Dans ce drame, le rire s'invite à chaque moment. Cet humour, qui a aussi un pouvoir de guérison, traverse toute la pièce et devient un moteur émotionnel, pendant deux heures quinze. Ce qui débute avec les sourire se mue rapidement en une exploration de la détresse psychologique, à la fois taboue et universelle. Dépendance affective, addiction, schizophrénie : autant de blessures intimes qui confrontent le public à ses propres tourments, en le tenant puissamment jusqu'à la fin. On est stupéfait, choqué et secoué par la valse des comédiennes. Le public est en consultation et le diagnostic est bouleversant.
Écriture collective
Fruit d’une démarche collective nourrie par des improvisations et conseillée par une psychologue, la pièce Psychodrame ne se contente pas de dépeindre des rôles, mais donne vie à des personnages profondément humains, partagés entre désir de soigner et impuissance face à un système de soin qui se délite. Le centre psychiatrique devient ainsi le carrefour de deux mondes brisés : celui des individus meurtris par la vie et celui d’un système de santé publique à bout de souffle.
Avec une mise en scène inventive et des comédiennes d'une puissance rare, Lisa Guez livre une œuvre qui dépasse les frontières du théâtre, un cri de détresse et un appel à la reconnaissance de l’humanité dans la souffrance.
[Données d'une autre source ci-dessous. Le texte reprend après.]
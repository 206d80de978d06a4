//! Blake2b hashing for blocks, votes, and proof-of-work.

use blake2::digest::consts::{U32, U8};
use blake2::{Blake2b, Digest};

type Blake2b256 = Blake2b<U32>;
type Blake2b64 = Blake2b<U8>;

/// Compute a 256-bit Blake2b hash of arbitrary data.
pub fn blake2b_256(data: &[u8]) -> [u8; 32] {
    let mut hasher = Blake2b256::new();
    hasher.update(data);
    let result = hasher.finalize();
    let mut output = [0u8; 32];
    output.copy_from_slice(&result);
    output
}

/// Hash multiple byte slices in sequence (avoids concatenation allocation).
pub fn blake2b_256_multi(parts: &[&[u8]]) -> [u8; 32] {
    let mut hasher = Blake2b256::new();
    for part in parts {
        hasher.update(part);
    }
    let result = hasher.finalize();
    let mut output = [0u8; 32];
    output.copy_from_slice(&result);
    output
}

/// Compute the 64-bit Blake2b digest used for proof-of-work values.
pub fn blake2b_64(parts: &[&[u8]]) -> u64 {
    let mut hasher = Blake2b64::new();
    for part in parts {
        hasher.update(part);
    }
    let result = hasher.finalize();
    let mut output = [0u8; 8];
    output.copy_from_slice(&result);
    u64::from_le_bytes(output)
}
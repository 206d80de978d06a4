//! raze daemon — entry point for running a raze node.

use clap::Parser;
use raze_node::{logging, Node, NodeConfig, NullBootstrap};
use std::path::PathBuf;
use std::process::ExitCode;
use std::sync::Arc;
use tracing::{error, info};

#[derive(Parser)]
#[command(name = "raze-daemon", about = "raze protocol node daemon")]
struct Cli {
    /// Network to join: "live", "beta", or "test". Defaults to the config
    /// file's value.
    #[arg(long, env = "RAZE_NETWORK")]
    network: Option<String>,

    /// Data directory holding the config file.
    #[arg(long, default_value = "./raze_data", env = "RAZE_DATA_DIR")]
    data_path: PathBuf,

    /// UDP peering port (defaults to the network's port).
    #[arg(long, env = "RAZE_PEERING_PORT")]
    port: Option<u16>,

    /// Extra peers to contact at startup ("host:port", comma-separated).
    #[arg(long, value_delimiter = ',')]
    peer: Vec<String>,
}

fn load_config(cli: &Cli) -> Result<NodeConfig, raze_node::NodeError> {
    let path = cli.data_path.join("config.toml");
    let mut config = if path.exists() {
        NodeConfig::from_toml_file(&path)?
    } else {
        let config = NodeConfig::default();
        std::fs::create_dir_all(&cli.data_path)
            .and_then(|_| std::fs::write(&path, config.to_toml_string()))
            .map_err(|e| raze_node::NodeError::Config(e.to_string()))?;
        config
    };
    if let Some(network) = &cli.network {
        config.network = network
            .parse()
            .map_err(|_| raze_node::NodeError::Config(format!("unknown network {network}")))?;
        config.peering_port = config.network.default_port();
    }
    if let Some(port) = cli.port {
        config.peering_port = port;
    }
    config.preconfigured_peers.extend(cli.peer.iter().cloned());
    Ok(config)
}

fn main() -> ExitCode {
    let cli = Cli::parse();
    let config = match load_config(&cli) {
        Ok(config) => config,
        Err(error) => {
            eprintln!("unable to load configuration: {error}");
            return ExitCode::FAILURE;
        }
    };
    logging::init_logging(&config.log_level);

    let runtime = match tokio::runtime::Builder::new_multi_thread()
        .worker_threads(config.io_threads)
        .enable_all()
        .build()
    {
        Ok(runtime) => runtime,
        Err(error) => {
            error!(%error, "unable to start the runtime");
            return ExitCode::FAILURE;
        }
    };

    runtime.block_on(async {
        let node = match Node::new(config, Arc::new(NullBootstrap::new())).await {
            Ok(node) => node,
            Err(error) => {
                error!(%error, "node startup failed");
                return ExitCode::FAILURE;
            }
        };
        node.start();
        info!("node running; ctrl-c to stop");
        let _ = tokio::signal::ctrl_c().await;
        node.stop();
        ExitCode::SUCCESS
    })
}
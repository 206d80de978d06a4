//! Block hash type for the account-chain lattice.

use serde::{Deserialize, Serialize};
use std::fmt;
use std::str::FromStr;

use crate::error::TypeError;

/// A 32-byte block hash. Also used for election roots, since a root is
/// either a previous-block hash or an account reinterpreted as 32 bytes.
#[derive(Clone, Copy, PartialEq, Eq, PartialOrd, Ord, Hash, Serialize, Deserialize)]
pub struct BlockHash([u8; 32]);

impl Default for BlockHash {
    fn default() -> Self {
        Self::ZERO
    }
}

impl BlockHash {
    pub const ZERO: Self = Self([0u8; 32]);

    pub fn new(bytes: [u8; 32]) -> Self {
        Self(bytes)
    }

    pub fn as_bytes(&self) -> &[u8; 32] {
        &self.0
    }

    pub fn is_zero(&self) -> bool {
        self.0 == [0u8; 32]
    }
}

impl fmt::Debug for BlockHash {
    fn fmt(&self, f: &mut fmt::Formatter<'_>) -> fmt::Result {
        write!(f, "BlockHash(")?;
        for b in &self.0[..4] {
            write!(f, "{:02x}", b)?;
        }
        write!(f, "\u{2026})")
    }
}

impl fmt::Display for BlockHash {
    fn fmt(&self, f: &mut fmt::Formatter<'_>) -> fmt::Result {
        for b in &self.0 {
            write!(f, "{:02X}", b)?;
        }
        Ok(())
    }
}

impl FromStr for BlockHash {
    type Err = TypeError;

    fn from_str(s: &str) -> Result<Self, Self::Err> {
        Ok(Self(decode_hex_32(s)?))
    }
}

/// Decode a 64-character hex string into 32 bytes.
pub(crate) fn decode_hex_32(s: &str) -> Result<[u8; 32], TypeError> {
    if s.len() != 64 || !s.is_ascii() {
        return Err(TypeError::InvalidHex(s.len()));
    }
    let mut out = [0u8; 32];
    for (i, byte) in out.iter_mut().enumerate() {
        let pair = &s[i * 2..i * 2 + 2];
        *byte = u8::from_str_radix(pair, 16).map_err(|_| TypeError::InvalidHex(s.len()))?;
    }
    Ok(out)
}

#[cfg(test)]
mod tests {
    use super::*;

    #[test]
    fn zero_hash_is_zero() {
        assert!(BlockHash::ZERO.is_zero());
        assert!(!BlockHash::new([1u8; 32]).is_zero());
    }

    #[test]
    fn display_roundtrip() {
        let h = BlockHash::new([0xAB; 32]);
        let s = h.to_string();
        assert_eq!(s.len(), 64);
        assert_eq!(s.parse::<BlockHash>().unwrap(), h);
    }

    #[test]
    fn parse_rejects_bad_length() {
        assert!("ABCD".parse::<BlockHash>().is_err());
    }

    #[test]
    fn parse_rejects_non_hex() {
        let s = "ZZ".repeat(32);
        assert!(s.parse::<BlockHash>().is_err());
    }

    #[test]
    fn ordering_is_lexicographic() {
        let a = BlockHash::new([1u8; 32]);
        let b = BlockHash::new([2u8; 32]);
        assert!(a < b);
    }
}
//! The UDP gossip channel.
//!
//! One socket per node. Exactly one receive is outstanding at any time; a
//! new receive is posted when the previous one completes, so per-peer
//! processing is FIFO. Sends are fire-and-forget tasks; a failed send is
//! counted and logged, and the periodic loops retry on their own cadence.

use raze_messages::{Message, MessageParser, ParseError};
use raze_types::{Endpoint, NetworkId};
use std::io;
use std::sync::atomic::{AtomicBool, Ordering};
use std::sync::Arc;
use tokio::net::UdpSocket;
use tracing::debug;

use crate::reserved::reserved_address;
use crate::stats::NetworkStats;

/// Largest datagram we accept; comfortably above the biggest message.
const BUFFER_SIZE: usize = 512;

/// Receives parsed messages from the channel. Implemented by the node.
pub trait InboundHandler: Send + Sync {
    fn receive(&self, message: Message, sender: Endpoint);
}

/// A bound UDP socket plus the network's parser and counters.
pub struct UdpChannel {
    socket: Arc<UdpSocket>,
    network: NetworkId,
    parser: MessageParser,
    on: AtomicBool,
    pub stats: NetworkStats,
}

impl UdpChannel {
    /// Bind the socket on `port` (0 for an ephemeral test port).
    pub async fn bind(network: NetworkId, port: u16) -> io::Result<Arc<Self>> {
        let socket = UdpSocket::bind(("::", port)).await?;
        Ok(Arc::new(Self {
            socket: Arc::new(socket),
            network,
            parser: MessageParser::new(network),
            on: AtomicBool::new(true),
            stats: NetworkStats::default(),
        }))
    }

    /// The locally bound endpoint.
    pub fn local_endpoint(&self) -> io::Result<Endpoint> {
        Ok(Endpoint::from_socket_addr(self.socket.local_addr()?))
    }

    pub fn network(&self) -> NetworkId {
        self.network
    }

    /// Serialize and send asynchronously. Errors are counted, not raised.
    pub fn send(self: &Arc<Self>, message: &Message, target: Endpoint) {
        if !self.on.load(Ordering::SeqCst) {
            return;
        }
        let counter = match message {
            Message::Keepalive(_) => &self.stats.outgoing.keepalive,
            Message::Publish(_) => &self.stats.outgoing.publish,
            Message::ConfirmReq(_) => &self.stats.outgoing.confirm_req,
            Message::ConfirmAck(_) => &self.stats.outgoing.confirm_ack,
        };
        NetworkStats::bump(counter);
        let bytes = message.serialize(self.network);
        let channel = self.clone();
        tokio::spawn(async move {
            if let Err(error) = channel.socket.send_to(&bytes, channel_target(target)).await {
                NetworkStats::bump(&channel.stats.send_error);
                debug!(%target, %error, "udp send failed");
            }
        });
    }

    /// Run the receive loop until `stop`. Reserved senders and unparsable
    /// datagrams are counted and dropped; everything else goes to `handler`.
    pub async fn run(self: Arc<Self>, handler: Arc<dyn InboundHandler>) {
        let mut buffer = [0u8; BUFFER_SIZE];
        while self.on.load(Ordering::SeqCst) {
            let (size, sender) = match self.socket.recv_from(&mut buffer).await {
                Ok(received) => received,
                Err(error) => {
                    if self.on.load(Ordering::SeqCst) {
                        debug!(%error, "udp receive error");
                        continue;
                    }
                    break;
                }
            };
            let sender = Endpoint::from_socket_addr(sender);
            if reserved_address(&sender, self.network) {
                NetworkStats::bump(&self.stats.bad_sender);
                debug!(%sender, "reserved sender");
                continue;
            }
            match self.parser.parse(&buffer[..size]) {
                Ok(message) => {
                    let counter = match &message {
                        Message::Keepalive(_) => &self.stats.incoming.keepalive,
                        Message::Publish(_) => &self.stats.incoming.publish,
                        Message::ConfirmReq(_) => &self.stats.incoming.confirm_req,
                        Message::ConfirmAck(_) => &self.stats.incoming.confirm_ack,
                    };
                    NetworkStats::bump(counter);
                    handler.receive(message, sender);
                }
                Err(ParseError::InsufficientWork) => {
                    NetworkStats::bump(&self.stats.insufficient_work);
                    debug!(%sender, "insufficient work in message");
                }
                Err(error) => {
                    NetworkStats::bump(&self.stats.parse_error);
                    debug!(%sender, %error, "dropped unparsable datagram");
                }
            }
        }
    }

    /// Idempotent: stops the receive loop and suppresses further sends.
    pub fn stop(&self) {
        self.on.store(false, Ordering::SeqCst);
        // Unblock a pending receive with an empty datagram to ourselves.
        if let Ok(endpoint) = self.local_endpoint() {
            let port = endpoint.port();
            let socket = self.socket.clone();
            tokio::spawn(async move {
                let _ = socket.send_to(&[], ("::1", port)).await;
            });
        }
    }
}

fn channel_target(endpoint: Endpoint) -> std::net::SocketAddr {
    endpoint.to_socket_addr()
}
À l’issue de la représentation, le public, y compris des professionnels de la santé (un psychiatre s'est félicité de la "crédibilité" de la pièce à la fin de celle-ci), a réservé une standing ovation, saluant la justesse du jeu et des personnages.
"Psychodrame", conception et mise en scène par Lisa Guez, avec Fernanda Barth, Valentine Bellone, Anne Knosp, Valentine Krasnochok, Nelly Latour et Jordane Soudre. Du 26 au 30 novembre 2024 au Théâtre de la Cité, CDN de Toulouse Occitanie et du 3 au 12 décembre 2024 au Théâtre de la Ville - Les Abbesses à Paris.